Краснопеиху нынче не отличишь от деревенских баб, тоже счерна и в глазах строгость и домовитость, вдруг решила: все тут, в Карымихе, не чужое, а приближенное к ее сердечной сущности, точно бы сызмала знакома ей тут каждая тропка в тайге, каждый мысочек, взнявшийся над морем. Уж, кажется, совсем запамятовала, откуда приехала, не думала об этом, и в мыслях не держала, что прежде ничего из того, что нынче видят глаза, не было, а было другое, о чем сразу и не вспомнишь. Да и надо ли вспоминать? Краснопеиха посчитала, что не надо, и целиком переключилась на деревенскую жизнь. Она не только внешне стала не отличима от баб, не только в речи, что нынче не тягуча и ленива, как раньше, когда слова подбирались не сердцем, а рассудком, холодноватые и со всех сторон оглядливые, а быстрая и хлесткая, когда не угонишься за словами, бегут они впереди мысли, корявые и грубоватые, задышливые какие-то, точно бы им тесно в нутряном человеческом тепле, и они все рвутся наружу, рвутся, но, и освободясь, не сразу отыщут успокоение и звеняще висят в воздухе.
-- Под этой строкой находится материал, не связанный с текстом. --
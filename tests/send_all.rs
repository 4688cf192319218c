mod common;

use common::{coins, fixed_issuance, Harness};
use metalayer_indexer::domain::errors::ProtocolError;
use metalayer_indexer::domain::models::{
    OfferAction, SubSend, PROPERTY_MAIN_TOKEN, PROPERTY_TEST_TOKEN,
};
use metalayer_indexer::domain::services::payload::Payload;

#[tokio::test]
async fn test_send_all_moves_one_ecosystem() {
    let mut h = Harness::new(&[
        ("alice", PROPERTY_MAIN_TOKEN, coins(5)),
        ("alice", PROPERTY_TEST_TOKEN, coins(7)),
    ]);
    h.submit("alice", None, fixed_issuance(1, false, "Main Thing", 40))
        .await;
    // part of the protocol token sits in an offer and must stay put
    h.submit(
        "alice",
        None,
        Payload::DexSellOffer {
            property: PROPERTY_MAIN_TOKEN,
            amount: coins(1) as u64,
            desired: 1_000,
            time_limit: 10,
            min_fee: 0,
            action: OfferAction::New,
        },
    )
    .await;
    h.mine().await;

    let txid = h
        .submit("alice", Some("bob"), Payload::SendAll { ecosystem: 1 })
        .await;
    h.mine().await;

    let record = h.record(&txid).await;
    assert!(record.valid, "{:?}", record.invalid_reason);
    assert_eq!(
        record.details.sub_sends,
        vec![
            SubSend {
                property_id: PROPERTY_MAIN_TOKEN,
                amount: coins(4),
            },
            SubSend {
                property_id: 3,
                amount: 40,
            },
        ]
    );
    assert_eq!(h.balance("bob", PROPERTY_MAIN_TOKEN).await.available, coins(4));
    assert_eq!(h.balance("bob", 3).await.available, 40);
    assert_eq!(h.balance("alice", PROPERTY_MAIN_TOKEN).await.reserved, coins(1));
    assert_eq!(h.balance("alice", PROPERTY_MAIN_TOKEN).await.available, 0);
    assert_eq!(h.balance("alice", PROPERTY_TEST_TOKEN).await.available, coins(7));
    assert_eq!(h.balance("bob", PROPERTY_TEST_TOKEN).await.available, 0);
}

#[tokio::test]
async fn test_send_all_with_nothing_to_send() {
    let mut h = Harness::new(&[("alice", PROPERTY_MAIN_TOKEN, coins(5))]);

    let empty = h
        .submit("alice", Some("bob"), Payload::SendAll { ecosystem: 2 })
        .await;
    let no_reference = h
        .submit("alice", None, Payload::SendAll { ecosystem: 1 })
        .await;
    h.mine().await;

    assert_eq!(
        h.record(&empty).await.invalid_reason,
        Some(ProtocolError::NothingToSend.to_string())
    );
    assert_eq!(
        h.record(&no_reference).await.invalid_reason,
        Some(ProtocolError::MissingReference.to_string())
    );
    assert_eq!(h.balance("alice", PROPERTY_MAIN_TOKEN).await.available, coins(5));
}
Да, не только внешне и не только в речи Краснопеха теперь не отличима от баб, а и душевной сутью, которая не шла ни в какое сравнение с душевной сутью мужа, видать, оттого и не поменявшейся, что он норовит как бы сверху смотреть на крестьянский мир, удовлетворяясь осознанием чисто внешней его стороны, что выставляется мужиками едва ли не намеренно напогляд: вот, дескать, до чего мы смешные, пустомельные, одно слово, мужичье, хотя и сибирского корня, не сгубленного прошлыми напастями, не сломленного памятным лихолетьем, когда сын поднял руку на отца, а брат посчитал себя вправе опустить клинок на непокрытую голову брата.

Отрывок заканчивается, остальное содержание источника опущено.